Il giorno della chiarezza. Ieri mi trovavo a ragionare attorno a questa occupazione del Teatro Valle, al suo quarto giorno, chiedendo a voce alta che prima di tutto si parlasse del Valle, il cui destino appare sempre di più come un ago della bilancia di straordinaria efficacia, come gli stessi occupanti dichiarano fin dall’inizio. Finalmente l’assemblea di ieri venerdì si è svolta ricercando proprio un ponte di raccordo fra la protesta e l’opportunità propositiva che ne segue. Ma ancor di più l’assemblea ha finalmente sgomberato il campo da un fraintendimento colossale: il confine fra gestione e autogestione. È stato cioè puntualizzato con forza che gli obiettivi erano e sono quelli di discutere progetto artistico e copertura economica per affrontarlo, partecipare come artisti e cioè utilizzatori finali delle decisioni politiche al nucleo che ne deciderà le sorti, ma non certo proporre una gestione alternativa e naif che si troverebbe a scontrare così tante difficoltà burocratiche oggettive da perdere in consistenza dell’azione. E ce n’era proprio bisogno, perché è stato quello il momento in cui chi era venuto qui per inscenare le proprie personali rimostranze al mondo intero, per sfogarsi di lavorare una volta ogni tre anni, per inchiodare l’arte da cui è escluso per motivi che non sta a me ora rintracciare, s’è prima alzato nella polvere, poi s’è posato e docilmente una ramazza l’ha accompagnato all’aria aperta. Qui si sta per discutere concretamente, questo resta un punto inequivocabile.

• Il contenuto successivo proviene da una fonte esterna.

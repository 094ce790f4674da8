//! 倒计时
//!
//! 由外部节拍驱动（每秒一次 `tick`），自身不持有任何定时资源。
//! 归零时 `tick` 返回 [`TickOutcome::Expired`]，每次 `start` 最多一次。

use tracing::{debug, warn};

/// 剩余时间低于该值时界面应高亮提示
pub const LOW_TIME_THRESHOLD_SECS: u32 = 60;

/// 单次节拍的结果
#[derive(Debug, Clone, Copy, PartialEq, Eq)]
pub enum TickOutcome {
    /// 未在计时（未启动、已取消或已到期）
    Idle,
    /// 正常扣减一秒
    Ticked { remaining: u32 },
    /// 本次节拍归零，触发自动提交
    Expired,
}

#[derive(Debug, Default)]
pub struct CountdownTimer {
    remaining: Option<u32>,
    running: bool,
    expired_fired: bool,
}

impl CountdownTimer {
    pub fn new() -> Self {
        Self::default()
    }

    /// 初始化剩余时间并开始计时
    ///
    /// 只有从未启动过的计时器才能启动；重复调用返回 `false` 且不重置时钟。
    pub fn start(&mut self, total_seconds: u32) -> bool {
        if self.remaining.is_some() {
            warn!(
                "⏱️ 倒计时已初始化 (剩余 {:?} 秒)，忽略重复启动",
                self.remaining
            );
            return false;
        }
        self.remaining = Some(total_seconds);
        self.running = true;
        debug!("⏱️ 倒计时启动: {} 秒", total_seconds);
        true
    }

    /// 推进一秒
    pub fn tick(&mut self) -> TickOutcome {
        if !self.running {
            return TickOutcome::Idle;
        }
        let next = self.remaining.unwrap_or(0).saturating_sub(1);
        self.remaining = Some(next);

        if next > 0 {
            return TickOutcome::Ticked { remaining: next };
        }

        self.running = false;
        if self.expired_fired {
            return TickOutcome::Idle;
        }
        self.expired_fired = true;
        debug!("⏰ 倒计时归零");
        TickOutcome::Expired
    }

    /// 停止计时且不触发到期；可重复调用，到期后调用也无副作用
    pub fn cancel(&mut self) {
        if self.running {
            debug!("⏹️ 倒计时已取消 (剩余 {:?} 秒)", self.remaining);
        }
        self.running = false;
    }

    /// 剩余秒数，未启动时为 `None`
    pub fn remaining(&self) -> Option<u32> {
        self.remaining
    }

    pub fn is_running(&self) -> bool {
        self.running
    }

    pub fn has_expired(&self) -> bool {
        self.expired_fired
    }

    /// 是否还有剩余时间；未启动视为有
    pub fn has_time_left(&self) -> bool {
        self.remaining.map_or(true, |r| r > 0)
    }

    pub fn is_low(&self) -> bool {
        matches!(self.remaining, Some(r) if r > 0 && r < LOW_TIME_THRESHOLD_SECS)
    }
}
impl QuizSession {
    /// 创建会话并立即启动倒计时
    ///
    /// 题目必须非空、ID 唯一且每题至少两个选项。
    pub fn new(quiz: Quiz, questions: Vec<Question>) -> Result<Self, SessionError> {
        let mut seen = HashSet::new();
        for q in &questions {
            if q.options.len() < 2 {
                return Err(SessionError::TooFewOptions {
                    question_id: q.id.clone(),
                    count: q.options.len(),
                });
            }
            if !seen.insert(q.id.as_str()) {
                return Err(SessionError::DuplicateQuestion {
                    question_id: q.id.clone(),
                });
            }
        }

        let navigator = QuestionNavigator::new(questions.iter().map(|q| q.id.clone()).collect())?;
        let mut timer = CountdownTimer::new();
        timer.start(quiz.duration_seconds());

        info!(
            "📝 会话开始: {} ({} 题, {} 分钟)",
            quiz.title,
            questions.len(),
            quiz.duration
        );

        Ok(Self {
            quiz,
            questions,
            navigator,
            ledger: AnswerLedger::new(),
            timer,
            coordinator: SubmissionCoordinator::new(),
            torn_down: false,
        })
    }

    // ========== 作答 ==========

    /// 为指定题目选择答案
    ///
    /// 非作答状态下的选择被静默忽略（返回原因），答题表保持不变。
    pub fn select_answer(&mut self, question_id: &str, option_value: &str) -> SelectOutcome {
        if self.torn_down {
            return SelectOutcome::Ignored(IgnoreReason::TornDown);
        }
        if !self.coordinator.status().accepts_answers() {
            debug!(
                "答题表已冻结 (状态: {:?})，忽略题目 {} 的选择",
                self.coordinator.status(),
                question_id
            );
            return SelectOutcome::Ignored(IgnoreReason::NotAnswering);
        }
        let Some(question) = self.questions.iter().find(|q| q.id == question_id) else {
            return SelectOutcome::Ignored(IgnoreReason::UnknownQuestion);
        };
        if !question.has_option(option_value) {
            return SelectOutcome::Ignored(IgnoreReason::UnknownOption);
        }
        self.ledger.select_answer(question_id, option_value);
        SelectOutcome::Recorded
    }

    /// 为当前题目选择第 `option_index` 个选项（从 0 开始）
    pub fn select_option(&mut self, option_index: usize) -> SelectOutcome {
        let question = &self.questions[self.navigator.current_index()];
        let Some(value) = question.options.get(option_index).cloned() else {
            return SelectOutcome::Ignored(IgnoreReason::UnknownOption);
        };
        let question_id = question.id.clone();
        self.select_answer(&question_id, &value)
    }

    // ========== 导航 ==========

    pub fn next(&mut self) -> bool {
        !self.torn_down && self.navigator.next()
    }

    pub fn previous(&mut self) -> bool {
        !self.torn_down && self.navigator.previous()
    }

    pub fn jump_to(&mut self, index: usize) -> bool {
        !self.torn_down && self.navigator.jump_to(index)
    }

    // ========== 计时 ==========

    /// 推进一秒；归零时把自动提交送入协调器
    pub fn tick(&mut self) -> SessionTick {
        if self.torn_down {
            return SessionTick::Idle;
        }
        match self.timer.tick() {
            TickOutcome::Idle => SessionTick::Idle,
            TickOutcome::Ticked { remaining } => SessionTick::Ticked { remaining },
            TickOutcome::Expired => match self.submit_with(SubmitTrigger::Expired) {
                SubmitStep::Submit(request) => SessionTick::AutoSubmit(request),
                _ => SessionTick::ExpiredWhileSubmitting,
            },
        }
    }

    // ========== 提交 ==========

    /// 用户点击提交
    pub fn request_submit(&mut self) -> SubmitStep {
        self.submit_with(SubmitTrigger::Manual)
    }

    /// 用户确认带着未答题目提交
    pub fn confirm_submit(&mut self) -> SubmitStep {
        if self.torn_down {
            return SubmitStep::Ignored;
        }
        match self.coordinator.confirm() {
            SubmitDecision::Begin(ticket) => {
                SubmitStep::Submit(self.build_request(ticket, SubmitTrigger::Manual))
            }
            _ => SubmitStep::Ignored,
        }
    }

    /// 用户取消提交
    pub fn decline_submit(&mut self) -> bool {
        !self.torn_down && self.coordinator.decline()
    }

    /// 回报外部提交的结果
    ///
    /// 成功或失败都会取消倒计时：成功后会话结束，失败后避免重试期间再次自动提交。
    pub fn finish_submission(
        &mut self,
        ticket: SubmissionTicket,
        result: Result<SubmissionAck, AppError>,
    ) -> SubmissionOutcome {
        if self.torn_down {
            return SubmissionOutcome::Stale;
        }
        let outcome = self.coordinator.complete(ticket, result);
        match &outcome {
            SubmissionOutcome::Submitted(_) => {
                self.timer.cancel();
                info!("✅ 测验已提交: {}", self.quiz.title);
            }
            SubmissionOutcome::Failed { .. } => {
                self.timer.cancel();
                info!(
                    "↩️ 提交失败，返回作答 (已答 {}/{})",
                    self.ledger.answered_count(),
                    self.questions.len()
                );
            }
            SubmissionOutcome::Stale => {}
        }
        outcome
    }

    /// 离开页面：取消倒计时，丢弃会话，不触发提交
    pub fn teardown(&mut self) {
        if self.torn_down {
            return;
        }
        self.timer.cancel();
        self.torn_down = true;
        info!(
            "🚪 离开测验 {} (状态: {:?})",
            self.quiz.title,
            self.coordinator.status()
        );
    }

    fn submit_with(&mut self, trigger: SubmitTrigger) -> SubmitStep {
        if self.torn_down {
            return SubmitStep::Ignored;
        }
        let decision = self.coordinator.request_submit(
            trigger,
            self.answered_count(),
            self.questions.len(),
            self.timer.has_time_left(),
        );
        match decision {
            SubmitDecision::NeedsConfirmation { unanswered } => {
                SubmitStep::NeedsConfirmation { unanswered }
            }
            SubmitDecision::Begin(ticket) => SubmitStep::Submit(self.build_request(ticket, trigger)),
            SubmitDecision::Ignored => SubmitStep::Ignored,
        }
    }

    fn build_request(&self, ticket: SubmissionTicket, trigger: SubmitTrigger) -> SubmissionRequest {
        SubmissionRequest {
            ticket,
            quiz_id: self.quiz.id.clone(),
            trigger,
            answers: self.ledger.snapshot(),
        }
    }

    // ========== 只读访问 ==========

    pub fn quiz(&self) -> &Quiz {
        &self.quiz
    }

    pub fn status(&self) -> SubmissionStatus {
        self.coordinator.status()
    }

    pub fn coordinator(&self) -> &SubmissionCoordinator {
        &self.coordinator
    }

    pub fn remaining_seconds(&self) -> Option<u32> {
        self.timer.remaining()
    }

    pub fn is_timer_running(&self) -> bool {
        self.timer.is_running()
    }

    pub fn is_low_time(&self) -> bool {
        self.timer.is_low()
    }

    pub fn is_torn_down(&self) -> bool {
        self.torn_down
    }

    pub fn question_count(&self) -> usize {
        self.questions.len()
    }

    pub fn answered_count(&self) -> usize {
        self.ledger.answered_count()
    }

    pub fn is_answered(&self, question_id: &str) -> bool {
        self.ledger.is_answered(question_id)
    }

    pub fn answers(&self) -> AnswerSnapshot {
        self.ledger.snapshot()
    }

    pub fn current_index(&self) -> usize {
        self.navigator.current_index()
    }

    pub fn progress_fraction(&self) -> f64 {
        self.navigator.progress_fraction()
    }

    /// 当前题目的学生视图（不含正确答案）
    pub fn current_view(&self) -> QuestionView {
        let index = self.navigator.current_index();
        let question = &self.questions[index];
        QuestionView {
            index,
            total: self.questions.len(),
            question_id: question.id.clone(),
            prompt: question.prompt.clone(),
            options: question.options.clone(),
            selected: self.ledger.answer_for(&question.id).map(str::to_string),
        }
    }
}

È Manuela Cherubini, come spesso in questi giorni, a porre nella discussione la frase cardine della riunione, frase che dice non riesce a passare per gli organi di stampa, bene, lo farò io: «Non siamo qui per il chi ma per il come», ed è opportuno ricordarlo, ma il chi è strettamente connaturato al come, dico a Manuela, poiché le energie prima di tutto economiche per attuare il come passano inevitabilmente per il chi. La necessità è dunque di monitorare soprattutto le mani che vanno a toccare le risorse e a spartirle tra le varie esigenze e richieste, perché l’arte questo lo sa bene: è l’uomo al centro di tutto, anche della burocrazia che s’è inventato, e sulla scelta delle risorse umane si gioca da sempre la politica: arte di governare gli Stati, dagli uomini composti e da pochi di loro esercitata.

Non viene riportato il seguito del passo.